While in Geneva Kerry is due to meet the international envoy to Syria, Lakhdar Brahimi, according to the US state department. Brahimi is attempting to revive flagging efforts to convene a international peace conference on Syria in the Swiss city 

The United Nations announced that Assad had signed a legislative decree making his country party to the chemical weapons convention. UN secretary general Ban Ki-moon welcomed the move.

Syria has scattered its chemical weapons stockpiles to up to 50 sites to frustrate efforts to track them, according to the Wall Street Journal citing US officials. "We know a lot less than we did six months ago about where the chemical weapons are," one official was quoted as saying.

Assad insisted that the chemical weapons initiative had to be a two-way process that included the US withdrawing its threat of military action. He also accused the US of of jumping on the plan and wanting "to look like winners".

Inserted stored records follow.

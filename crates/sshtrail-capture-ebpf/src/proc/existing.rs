//! Startup enumeration of SSH sessions that predate the agent
//!
//! The probes only see sessions created after attach; anything already
//! running has to be reconstructed from /proc. An established session shows
//! up as three generations of sshd (listener -> ptm -> pts) with the user
//! shell under the pts.

use sshtrail_core::clock::boottime_minus_monotonic_ms;
use std::collections::HashMap;
use std::fs;
use std::net::Ipv4Addr;
use std::path::PathBuf;
use tracing::{debug, info};

use super::{
    ipv4_to_net_u32, read_comm, read_stat, read_tcp_table, read_uid, socket_inodes,
    TcpTableEntry, TCP_STATE_LISTEN,
};

const SSHD_DEFAULT_PORT: u16 = 22;
const SSHD_PROCESS_NAME: &str = "sshd";
const NANOS_IN_A_SEC: u64 = 1_000_000_000;
const NANOS_IN_A_MILLI: i64 = 1_000_000;

/// A pre-existing session reconstructed from /proc. IPs are raw
/// network-byte-order values matching what the kernel stores.
#[derive(Debug, Clone, PartialEq, Eq)]
pub struct ExistingSession {
    pub ptm_pid: i32,
    pub pts_pid: i32,
    pub shell_pid: i32,
    pub user_id: i32,
    /// Boot-time nanoseconds, comparable with bpf_ktime_get_ns
    pub start_time_ns: u64,
    pub server_ip: u32,
    pub server_port: u16,
    pub client_ip: u32,
    pub client_port: u16,
}

#[derive(Debug, Clone)]
struct TaskEntry {
    pid: i32,
    ppid: i32,
    comm: String,
    starttime_jiffies: u64,
}

pub struct ExistingSessionScanner {
    proc_root: PathBuf,
}

impl ExistingSessionScanner {
    pub fn new(proc_root: impl Into<PathBuf>) -> Self {
        Self {
            proc_root: proc_root.into(),
        }
    }

    /// One-shot scan. Tasks that vanish mid-scan are skipped, never fatal.
    pub fn scan(&self) -> Vec<ExistingSession> {
        let tasks = self.index_tasks();

        let listener = tasks
            .values()
            .find(|t| t.comm == SSHD_PROCESS_NAME && t.ppid == 1);
        let sshd_port = listener
            .and_then(|l| self.discover_listen_port(l.pid))
            .unwrap_or(SSHD_DEFAULT_PORT);

        let tcp_table = read_tcp_table(&self.proc_root);

        let mut sessions = Vec::new();
        for task in tasks.values() {
            if !is_pts_side(task, &tasks) {
                continue;
            }

            let shell_pid = tasks
                .values()
                .find(|c| c.ppid == task.pid)
                .map(|c| c.pid)
                .unwrap_or(-1);

            let user_id = read_uid(&self.proc_root, task.pid)
                .map(|u| u as i32)
                .unwrap_or(-1);

            let mut session = ExistingSession {
                ptm_pid: task.ppid,
                pts_pid: task.pid,
                shell_pid,
                user_id,
                start_time_ns: jiffies_to_boot_ns(task.starttime_jiffies),
                server_ip: 0,
                server_port: 0,
                client_ip: 0,
                client_port: 0,
            };

            self.associate_sockets(task.pid, sshd_port, &tcp_table, &mut session);
            sessions.push(session);
        }

        for session in &sessions {
            info!(
                "found existing session: {} / {} / {} - {}:{} - {}:{}",
                session.ptm_pid,
                session.pts_pid,
                session.shell_pid,
                format_raw_ip(session.server_ip),
                session.server_port,
                format_raw_ip(session.client_ip),
                session.client_port,
            );
        }

        sessions
    }

    fn index_tasks(&self) -> HashMap<i32, TaskEntry> {
        let mut tasks = HashMap::new();

        let Ok(entries) = fs::read_dir(&self.proc_root) else {
            debug!("cannot list {}", self.proc_root.display());
            return tasks;
        };

        for entry in entries.flatten() {
            let Ok(pid) = entry.file_name().to_string_lossy().parse::<i32>() else {
                continue;
            };
            // Either read can fail if the task exited after the listing
            let Some(comm) = read_comm(&self.proc_root, pid) else {
                debug!("task {pid} vanished during scan");
                continue;
            };
            let Some(stat) = read_stat(&self.proc_root, pid) else {
                debug!("task {pid} vanished during scan");
                continue;
            };

            tasks.insert(
                pid,
                TaskEntry {
                    pid,
                    ppid: stat.ppid,
                    comm,
                    starttime_jiffies: stat.starttime_jiffies,
                },
            );
        }

        tasks
    }

    /// The listener's port is whichever of its sockets sits in LISTEN state
    fn discover_listen_port(&self, listener_pid: i32) -> Option<u16> {
        let inodes = socket_inodes(&self.proc_root, listener_pid);
        read_tcp_table(&self.proc_root)
            .into_iter()
            .find(|row| row.state == TCP_STATE_LISTEN && inodes.contains(&row.inode))
            .map(|row| row.local_port)
    }

    /// Match the pts task's socket fds against the TCP table; the row on
    /// the sshd port carries both endpoints of the session.
    fn associate_sockets(
        &self,
        pts_pid: i32,
        sshd_port: u16,
        tcp_table: &[TcpTableEntry],
        session: &mut ExistingSession,
    ) {
        let inodes = socket_inodes(&self.proc_root, pts_pid);

        for row in tcp_table {
            if row.local_port == sshd_port && inodes.contains(&row.inode) {
                session.server_ip = ipv4_to_net_u32(row.local_ip);
                session.server_port = row.local_port;
                session.client_ip = ipv4_to_net_u32(row.remote_ip);
                session.client_port = row.remote_port;
            }
        }
    }
}

/// The three-generation test: listener (ppid 1) -> ptm -> pts. Only the
/// pts-side task of each lineage becomes a session.
fn is_pts_side(task: &TaskEntry, tasks: &HashMap<i32, TaskEntry>) -> bool {
    if task.comm != SSHD_PROCESS_NAME || task.ppid == 1 {
        return false;
    }

    let Some(parent) = tasks.get(&task.ppid) else {
        return false;
    };
    if parent.comm != SSHD_PROCESS_NAME || parent.ppid == 1 {
        return false;
    }

    let Some(grandparent) = tasks.get(&parent.ppid) else {
        return false;
    };
    grandparent.comm == SSHD_PROCESS_NAME && grandparent.ppid == 1
}

/// starttime is jiffies since boot; kernel event timestamps are monotonic
/// ns excluding suspend. Convert and subtract the boottime/monotonic delta
/// so both compare.
fn jiffies_to_boot_ns(jiffies: u64) -> u64 {
    let hz = nix::unistd::sysconf(nix::unistd::SysconfVar::CLK_TCK)
        .ok()
        .flatten()
        .unwrap_or(100) as u64;

    let secs_after_boot = jiffies / hz.max(1);
    let nanos_after_boot = secs_after_boot * NANOS_IN_A_SEC;

    let delta_ns = boottime_minus_monotonic_ms() * NANOS_IN_A_MILLI;
    nanos_after_boot.saturating_sub(delta_ns.max(0) as u64)
}

fn format_raw_ip(raw: u32) -> Ipv4Addr {
    Ipv4Addr::from(raw.to_ne_bytes())
}

#[cfg(test)]
mod tests {
    use super::*;
    use std::os::unix::fs::symlink;
    use std::path::Path;

    fn write_task(root: &Path, pid: i32, comm: &str, ppid: i32, starttime: u64) {
        let dir = root.join(pid.to_string());
        fs::create_dir_all(dir.join("fd")).unwrap();
        fs::write(dir.join("comm"), format!("{comm}\n")).unwrap();
        fs::write(
            dir.join("stat"),
            format!(
                "{pid} ({comm}) S {ppid} {pid} {pid} 0 -1 4194560 0 0 0 0 0 0 0 0 20 0 1 0 {starttime} 0 0 0"
            ),
        )
        .unwrap();
        fs::write(
            dir.join("status"),
            format!("Name:\t{comm}\nUid:\t1000\t1000\t1000\t1000\n"),
        )
        .unwrap();
    }

    fn give_socket(root: &Path, pid: i32, fd: i32, inode: u64) {
        symlink(
            format!("socket:[{inode}]"),
            root.join(pid.to_string()).join("fd").join(fd.to_string()),
        )
        .unwrap();
    }

    fn write_tcp_table(root: &Path, rows: &[String]) {
        fs::create_dir_all(root.join("net")).unwrap();
        let mut content = String::from(
            "  sl  local_address rem_address   st tx_queue rx_queue tr tm->when retrnsmt   uid  timeout inode\n",
        );
        for row in rows {
            content.push_str(row);
            content.push('\n');
        }
        fs::write(root.join("net/tcp"), content).unwrap();
    }

    fn tcp_row(local: (Ipv4Addr, u16), remote: (Ipv4Addr, u16), state: u8, inode: u64) -> String {
        format!(
            "   0: {:08X}:{:04X} {:08X}:{:04X} {:02X} 00000000:00000000 00:00000000 00000000  1000        0 {} 1",
            ipv4_to_net_u32(local.0),
            local.1,
            ipv4_to_net_u32(remote.0),
            remote.1,
            state,
            inode
        )
    }

    /// listener(50, ppid 1) -> ptm(60) -> pts(70) -> shell(80)
    fn fabricate_session_tree(root: &Path) {
        write_task(root, 1, "systemd", 0, 1);
        write_task(root, 50, "sshd", 1, 100);
        write_task(root, 60, "sshd", 50, 200);
        write_task(root, 70, "sshd", 60, 300);
        write_task(root, 80, "bash", 70, 400);

        give_socket(root, 50, 3, 111);
        give_socket(root, 70, 4, 222);

        let server = (Ipv4Addr::new(10, 0, 0, 5), 22);
        let client = (Ipv4Addr::new(192, 168, 1, 9), 51000);
        write_tcp_table(
            root,
            &[
                tcp_row(server, (Ipv4Addr::new(0, 0, 0, 0), 0), TCP_STATE_LISTEN, 111),
                tcp_row(server, client, 0x01, 222),
            ],
        );
    }

    #[test]
    fn finds_three_generation_sessions() {
        let dir = tempfile::tempdir().unwrap();
        fabricate_session_tree(dir.path());

        let sessions = ExistingSessionScanner::new(dir.path()).scan();
        assert_eq!(sessions.len(), 1);

        let s = &sessions[0];
        assert_eq!(s.ptm_pid, 60);
        assert_eq!(s.pts_pid, 70);
        assert_eq!(s.shell_pid, 80);
        assert_eq!(s.user_id, 1000);
        assert_eq!(s.server_port, 22);
        assert_eq!(s.client_port, 51000);
        assert_eq!(format_raw_ip(s.client_ip), Ipv4Addr::new(192, 168, 1, 9));
        assert_eq!(format_raw_ip(s.server_ip), Ipv4Addr::new(10, 0, 0, 5));
    }

    #[test]
    fn listener_and_ptm_are_not_sessions() {
        let dir = tempfile::tempdir().unwrap();
        fabricate_session_tree(dir.path());

        let sessions = ExistingSessionScanner::new(dir.path()).scan();
        assert!(sessions.iter().all(|s| s.pts_pid == 70));
    }

    #[test]
    fn vanished_task_is_skipped_not_fatal() {
        let dir = tempfile::tempdir().unwrap();
        fabricate_session_tree(dir.path());
        // a pid directory with no readable files, as if it exited mid-scan
        fs::create_dir_all(dir.path().join("90")).unwrap();

        let sessions = ExistingSessionScanner::new(dir.path()).scan();
        assert_eq!(sessions.len(), 1);
    }

    #[test]
    fn nonstandard_listen_port_is_discovered() {
        let dir = tempfile::tempdir().unwrap();
        write_task(dir.path(), 1, "systemd", 0, 1);
        write_task(dir.path(), 50, "sshd", 1, 100);
        write_task(dir.path(), 60, "sshd", 50, 200);
        write_task(dir.path(), 70, "sshd", 60, 300);

        give_socket(dir.path(), 50, 3, 111);
        give_socket(dir.path(), 70, 4, 222);

        let server = (Ipv4Addr::new(10, 0, 0, 5), 2222);
        let client = (Ipv4Addr::new(172, 16, 0, 2), 40000);
        write_tcp_table(
            dir.path(),
            &[
                tcp_row(server, (Ipv4Addr::new(0, 0, 0, 0), 0), TCP_STATE_LISTEN, 111),
                tcp_row(server, client, 0x01, 222),
            ],
        );

        let sessions = ExistingSessionScanner::new(dir.path()).scan();
        assert_eq!(sessions.len(), 1);
        assert_eq!(sessions[0].server_port, 2222);
        assert_eq!(sessions[0].client_port, 40000);
    }

    #[test]
    fn lineage_without_a_root_listener_is_ignored() {
        let dir = tempfile::tempdir().unwrap();
        write_task(dir.path(), 1, "systemd", 0, 1);
        // lineage without a ppid==1 listener: grandparent check fails
        write_task(dir.path(), 60, "sshd", 2, 200);
        write_task(dir.path(), 70, "sshd", 60, 300);

        let sessions = ExistingSessionScanner::new(dir.path()).scan();
        assert!(sessions.is_empty());
    }
}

Some Damascenes expressed surprise at Assad's agreement to hand over chemical weapons, Jonathan Steele reports from the Syrian capital. 

One activist said: "In one move, Assad has thrown away years of effort in building [the chemical weapons] up, as well as his claim to be part of the resistance to Israel. They always said they needed them because Israel has nuclear weapons. Now he's giving them up to save his skin. It shows his cynicism."

A hotel receptionist said she was unhappy that Syria had abandoned its chemical weapons. "We don't believe our president or the Syrian army used them, but it's not good to give them up. Israel has the biggest arsenal of chemical weapons in the world, as well as nuclear ones. The US has their defences. Why should we give ours up? I hope we have peace. If there is a peace agreement, then we won't need to use them."